The thesis includes literature and experimental parts. The first part introduces the reader to the topic while the later part contains synthesis and characterization details, results and publications. Up-conversion (UPC) luminescence materials are very interesting and they have plenty of potential applications of which bioanalytical ones are probably the most promising. 

A lot of research has been done to study and develop UPC luminescence materials and lanthanide (Ln) doped NaYF4 is maybe the most popular - especially Yb3+,Er3+ doped NaYF4. The trivalent lanthanides are very good for UPC luminescence due to their ladder-like energy level structures and long excited state lifetimes. Er3+, Tm3+ and Ho3+ activators are the best ones and often they are used together with an Yb3+ sensitizer which enhances the UPC efficiency. Moreover, NaYF4 is considered as the best host. 

The aim of this work was to prepare, study and improve UPC luminescence materials based on NaYF4. Yb3+ was used as the sensitizer and Pr3+, Nd3+, Sm3+, Eu3+, Tb3+, Dy3+, Ho3+, Er3+ and Tm3+ were used as activators. The materials were prepared with co-precipitation synthesis and studied with TG-DSC, XPD, TEM, TOF-SIMS, XPS and EXAFS. UPC luminescence was studied under 976 nm excitation. 

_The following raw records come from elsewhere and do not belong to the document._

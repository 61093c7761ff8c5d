//! External XSD validation of generated documents.
//!
//! Validation gates the artifact pipeline: an invoice's `xml_path` is
//! recorded only after the validator accepted the written file. The
//! capability is a trait so tests can substitute their own gate.

use std::fs;
use std::path::{Path, PathBuf};
use std::process::Command;

use tracing::debug;

use crate::core::Error;

/// Gate for generated FA(3) files.
pub trait SchemaValidator: Send + Sync {
    /// Check the file at `xml_path` against the schema. A rejection must
    /// carry the validator's diagnostics.
    fn validate(&self, xml_path: &Path) -> Result<(), Error>;
}

/// Default validator: spawns `xmllint --noout --schema` against the
/// configured schema file, with an optional XML catalog.
#[derive(Debug, Clone)]
pub struct XmllintValidator {
    schema: PathBuf,
    catalog: Option<PathBuf>,
}

impl XmllintValidator {
    pub fn new(schema: PathBuf, catalog: Option<PathBuf>) -> Self {
        Self { schema, catalog }
    }
}

impl SchemaValidator for XmllintValidator {
    fn validate(&self, xml_path: &Path) -> Result<(), Error> {
        let mut cmd = Command::new("xmllint");
        cmd.arg("--noout")
            .arg("--schema")
            .arg(&self.schema)
            .arg(xml_path);
        if let Some(catalog) = &self.catalog {
            cmd.env("XML_CATALOG_FILES", catalog);
        }

        debug!(
            schema = %self.schema.display(),
            file = %xml_path.display(),
            "running xmllint"
        );
        let output = cmd
            .output()
            .map_err(|e| Error::Io(format!("cannot run xmllint: {e}")))?;

        if !output.status.success() {
            return Err(Error::Fa3ValidationFailed {
                stderr: String::from_utf8_lossy(&output.stderr).into_owned(),
            });
        }
        Ok(())
    }
}

const BUNDLED_SCHEMA: &str = include_str!("../../assets/fa3/FA3.xsd");

/// Write the bundled schema into `dir` (idempotent) and return its path.
/// Called once at context construction so the validator always has a
/// schema file on disk.
pub fn materialize_bundled_schema(dir: &Path) -> Result<PathBuf, Error> {
    fs::create_dir_all(dir)
        .map_err(|e| Error::Io(format!("cannot create {}: {e}", dir.display())))?;
    let path = dir.join("FA3.xsd");
    if !path.exists() {
        fs::write(&path, BUNDLED_SCHEMA)
            .map_err(|e| Error::Io(format!("cannot write {}: {e}", path.display())))?;
    }
    Ok(path)
}
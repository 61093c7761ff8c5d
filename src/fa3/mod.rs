//! FA(3) structured-invoice XML: generation and schema validation.
//!
//! [`to_fa3_xml`] emits a complete `Faktura` document for one invoice;
//! [`SchemaValidator`] gates written files through an external XSD
//! validator before their path is recorded on the invoice row.
//!
//! ```no_run
//! use fakturka::core::InvoiceDocument;
//! use fakturka::fa3;
//!
//! let doc: InvoiceDocument = todo!(); // assembled by the invoice service
//! let xml = fa3::to_fa3_xml(&doc, "fakturka", chrono::Utc::now()).unwrap();
//! ```

mod validate;
pub(crate) mod writer;
mod xml;

pub use validate::{materialize_bundled_schema, SchemaValidator, XmllintValidator};
pub use xml::{to_fa3_xml, FA3_NAMESPACE, FA3_SCHEMA_VERSION, FA3_SYSTEM_CODE};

The synthesis was optimized so that the obtainable luminescence intensity is now even 2 orders of magnitude stronger than before. Several factors contributing to differences between the old and the new improved material were found: The cubic-to-hexagonal phase transition temperature is ca. 100 °C lower. The crystal structure is always hexagonal. The particles are covered with sodium. There are less lattice strains. The Na site is partly occupied with Yb3+ ions which enhances the Yb3+-Ln3+ energy transfer. In the end, UPC luminescence is obtained from all the lanthanides except Sm3+ and Dy3+